She stared into her glass. In the darkness of the pub, with her hair escaping from its braid, she looked like a model in a painting by John William Waterhouse. He wondered how Waterhouse would have painted Queen Elowen. Probably just like that.
When he said good-night to her at the Giant’s Head, Brendan wondered what it would be like to kiss her. And then he told himself he was being an idiot. He’d just met her, after all, and she was leaving in a week. But he did offer to show her around the countryside. “We’ll have tea at Pengarth. I’ll show you the historical museum. We can walk on the beach, although it isn’t much of a beach, really, just rocks.”
“I’d like that,” she said. And he’d been glad to know that he would see her again—even if she was leaving. After all, a lot could happen in a week. He wasn’t sure what. He just knew that he wanted to spend time with her, maybe get a chance to kiss her, put his arms around her.
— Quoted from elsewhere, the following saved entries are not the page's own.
//! Analysis declarations and simulator presets.

use std::fmt::Display;

use rust_decimal::Decimal;
use serde::{Deserialize, Serialize};

/// Analysis statement types accepted by
/// [`Session::create_analysis`](crate::Session::create_analysis).
#[derive(Copy, Clone, Debug, Eq, PartialEq, Hash, Serialize, Deserialize)]
pub enum AnalysisType {
    /// AC small-signal analysis.
    Ac,
    /// DC operating point or sweep.
    Dc,
    /// Transient analysis.
    Tran,
    /// Noise analysis.
    Noise,
    /// Transfer-function analysis.
    Xf,
    /// S-parameter analysis.
    Sp,
    /// Pole-zero analysis.
    Pz,
    /// Sensitivity analysis.
    Sens,
    /// Stability analysis.
    Stb,
    /// Parameter sweep wrapping a child analysis.
    Sweep,
    /// Monte Carlo wrapping a child analysis.
    MonteCarlo,
    /// Periodic steady state.
    Pss,
    /// Periodic AC.
    Pac,
    /// Periodic noise.
    Pnoise,
    /// Periodic transfer function.
    Pxf,
    /// Periodic S-parameter.
    Psp,
    /// Envelope following.
    Envlp,
    /// Harmonic balance.
    Hb,
    /// Harmonic-balance AC.
    Hbac,
    /// Harmonic-balance noise.
    Hbnoise,
}

impl AnalysisType {
    /// The statement name in the simulator's spelling.
    pub fn name(&self) -> &'static str {
        match *self {
            Self::Ac => "ac",
            Self::Dc => "dc",
            Self::Tran => "tran",
            Self::Noise => "noise",
            Self::Xf => "xf",
            Self::Sp => "sp",
            Self::Pz => "pz",
            Self::Sens => "sens",
            Self::Stb => "stb",
            Self::Sweep => "sweep",
            Self::MonteCarlo => "montecarlo",
            Self::Pss => "pss",
            Self::Pac => "pac",
            Self::Pnoise => "pnoise",
            Self::Pxf => "pxf",
            Self::Psp => "psp",
            Self::Envlp => "envlp",
            Self::Hb => "hb",
            Self::Hbac => "hbac",
            Self::Hbnoise => "hbnoise",
        }
    }

    /// The inverse of [`AnalysisType::name`].
    pub fn from_name(name: &str) -> Option<Self> {
        match name {
            "ac" => Some(Self::Ac),
            "dc" => Some(Self::Dc),
            "tran" => Some(Self::Tran),
            "noise" => Some(Self::Noise),
            "xf" => Some(Self::Xf),
            "sp" => Some(Self::Sp),
            "pz" => Some(Self::Pz),
            "sens" => Some(Self::Sens),
            "stb" => Some(Self::Stb),
            "sweep" => Some(Self::Sweep),
            "montecarlo" => Some(Self::MonteCarlo),
            "pss" => Some(Self::Pss),
            "pac" => Some(Self::Pac),
            "pnoise" => Some(Self::Pnoise),
            "pxf" => Some(Self::Pxf),
            "psp" => Some(Self::Psp),
            "envlp" => Some(Self::Envlp),
            "hb" => Some(Self::Hb),
            "hbac" => Some(Self::Hbac),
            "hbnoise" => Some(Self::Hbnoise),
            _ => None,
        }
    }
}

impl Display for AnalysisType {
    fn fmt(&self, f: &mut std::fmt::Formatter<'_>) -> std::fmt::Result {
        write!(f, "{}", self.name())
    }
}

/// Spectre error presets.
#[derive(
    Copy, Clone, Debug, Default, Eq, PartialEq, Hash, Ord, PartialOrd, Serialize, Deserialize,
)]
pub enum ErrPreset {
    /// Liberal.
    Liberal,
    /// Moderate.
    #[default]
    Moderate,
    /// Conservative.
    Conservative,
}

impl Display for ErrPreset {
    fn fmt(&self, f: &mut std::fmt::Formatter<'_>) -> std::fmt::Result {
        match *self {
            Self::Liberal => write!(f, "liberal"),
            Self::Moderate => write!(f, "moderate"),
            Self::Conservative => write!(f, "conservative"),
        }
    }
}

/// Spectre X presets (the `+preset=` launch flag).
///
/// `Cx` is the most accurate mode and `Vx` the highest-performing.
#[derive(Copy, Clone, Debug, Eq, PartialEq, Hash, Ord, PartialOrd, Serialize, Deserialize)]
pub enum XPreset {
    /// Conservative.
    Cx,
    /// Accurate.
    Ax,
    /// Moderate.
    Mx,
    /// Liberal.
    Lx,
    /// Very liberal.
    Vx,
}

impl Display for XPreset {
    fn fmt(&self, f: &mut std::fmt::Formatter<'_>) -> std::fmt::Result {
        match *self {
            Self::Cx => write!(f, "cx"),
            Self::Ax => write!(f, "ax"),
            Self::Mx => write!(f, "mx"),
            Self::Lx => write!(f, "lx"),
            Self::Vx => write!(f, "vx"),
        }
    }
}

/// Sweep kinds.
#[derive(Clone, Debug, Eq, PartialEq, Serialize, Deserialize)]
pub enum Sweep {
    /// Linear sweep with the given number of points.
    Linear(usize),
    /// Logarithmic sweep with the given number of points.
    Logarithmic(usize),
    /// Logarithmic sweep with the given number of points **per decade**.
    Decade(usize),
}

/// A typed bundle of analysis parameters.
///
/// Implementors expand into the attribute assignments applied after the
/// analysis is created; see
/// [`Session::create_analysis_with`](crate::Session::create_analysis_with).
pub trait AnalysisParams {
    /// The analysis statement type this bundle configures.
    const TYPE: AnalysisType;

    /// The `(parameter, value)` assignments this bundle expands to.
    fn params(&self) -> Vec<(&'static str, String)>;
}

/// A transient analysis.
#[derive(Clone, Default, Debug, Eq, PartialEq, Serialize, Deserialize)]
pub struct Tran {
    /// Stop time (sec).
    pub stop: Decimal,
    /// Start time (sec).
    ///
    /// Defaults to 0.
    pub start: Option<Decimal>,
    /// The error preset.
    pub errpreset: Option<ErrPreset>,
}

impl AnalysisParams for Tran {
    const TYPE: AnalysisType = AnalysisType::Tran;

    fn params(&self) -> Vec<(&'static str, String)> {
        let mut params = vec![("stop", self.stop.to_string())];
        if let Some(ref start) = self.start {
            params.push(("start", start.to_string()));
        }
        if let Some(errpreset) = self.errpreset {
            params.push(("errpreset", errpreset.to_string()));
        }
        params
    }
}

/// An AC small-signal analysis.
#[derive(Clone, Debug, Eq, PartialEq, Serialize, Deserialize)]
pub struct Ac {
    /// Start frequency (Hz).
    pub start: Decimal,
    /// Stop frequency (Hz).
    pub stop: Decimal,
    /// The sweep kind and number of points.
    pub sweep: Sweep,
}

impl AnalysisParams for Ac {
    const TYPE: AnalysisType = AnalysisType::Ac;

    fn params(&self) -> Vec<(&'static str, String)> {
        let sweep = match &self.sweep {
            Sweep::Linear(n) => ("lin", n.to_string()),
            Sweep::Logarithmic(n) => ("log", n.to_string()),
            Sweep::Decade(n) => ("dec", n.to_string()),
        };
        vec![
            ("start", self.start.to_string()),
            ("stop", self.stop.to_string()),
            sweep,
        ]
    }
}

/// A DC sweep.
#[derive(Clone, Debug, Eq, PartialEq, Serialize, Deserialize)]
pub struct Dc {
    /// The netlist parameter to sweep.
    pub param: String,
    /// The initial parameter value.
    pub start: Decimal,
    /// The final parameter value.
    pub stop: Decimal,
    /// The step size.
    pub step: Decimal,
}

impl AnalysisParams for Dc {
    const TYPE: AnalysisType = AnalysisType::Dc;

    fn params(&self) -> Vec<(&'static str, String)> {
        vec![
            ("param", self.param.clone()),
            ("start", self.start.to_string()),
            ("stop", self.stop.to_string()),
            ("step", self.step.to_string()),
        ]
    }
}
He shook his head. Time to get back to work. His father was returning in a couple of days, and he had a lot of books to catalog if he wanted to catch up.
In the next couple of days, they went to the church where Brendan had attended services when his mother was alive. She had died of some sort of cancer when he was seven. His father had never talked about it, and he’d never asked. His father was a taciturn man who had left his son mostly to his own devices. Brendan had grown up reading books and running around Clews, the town and the forest that was left. It was his father who had told him the story of the Green Knight. His father was a good storyteller. One would never have expected it, but when he was telling stories his face would light up, his thin mouth would smile, and he would become a different man, for an hour or so. That was when Brendan liked him best. At other times, his father felt as distant as the clouds above Gawan’s Court. He remembered his mother as a woman who was always smiling, but wondered if that was because she was always smiling in photographs. Perhaps that was all he remembered, really.
He had always gotten along easily with the other boys in Clews but never made friends among them, not real friends. Sensing that he was different in some way, they had respectfully left him alone. And when he started doing so well in school and then studying for his A-levels, it all made sense. He was different, a scholar. They’d been right to treat him well but leave him to himself. They nodded to him in the street, asked how his studies were going without really expecting a response. And although he’d had a few girlfriends, none of the relationships had become serious. One of the girls, who had broken up with him before he left for Oxford, had explained it to him: “A girl wants a man with a boat of his own or a bit of land, see. You’re smart and all, Brendan. Smarter than anyone else in Clews, I’m sure. But you’re going away, and who knows where you’ll be ten years from now. I want to be settled next to my mum and have kids. You understand, don’t you?” And he had understood.
But Oxford hadn’t been much different. It had been filled with Lady Chloe Whatevers who had no interest in a boy with a Cornish accent whose father owned a bookstore. Or with girls who were so immersed in their own studies, working toward degrees in physics or engineering, that they had no time for Brendan Thorne. He had dated, but never seriously. And though he’d imagined he was in love several times, he had eventually realized that desperately wanting to get a girl into bed was not love—not the Gawan and Elowen sort of love, anyway.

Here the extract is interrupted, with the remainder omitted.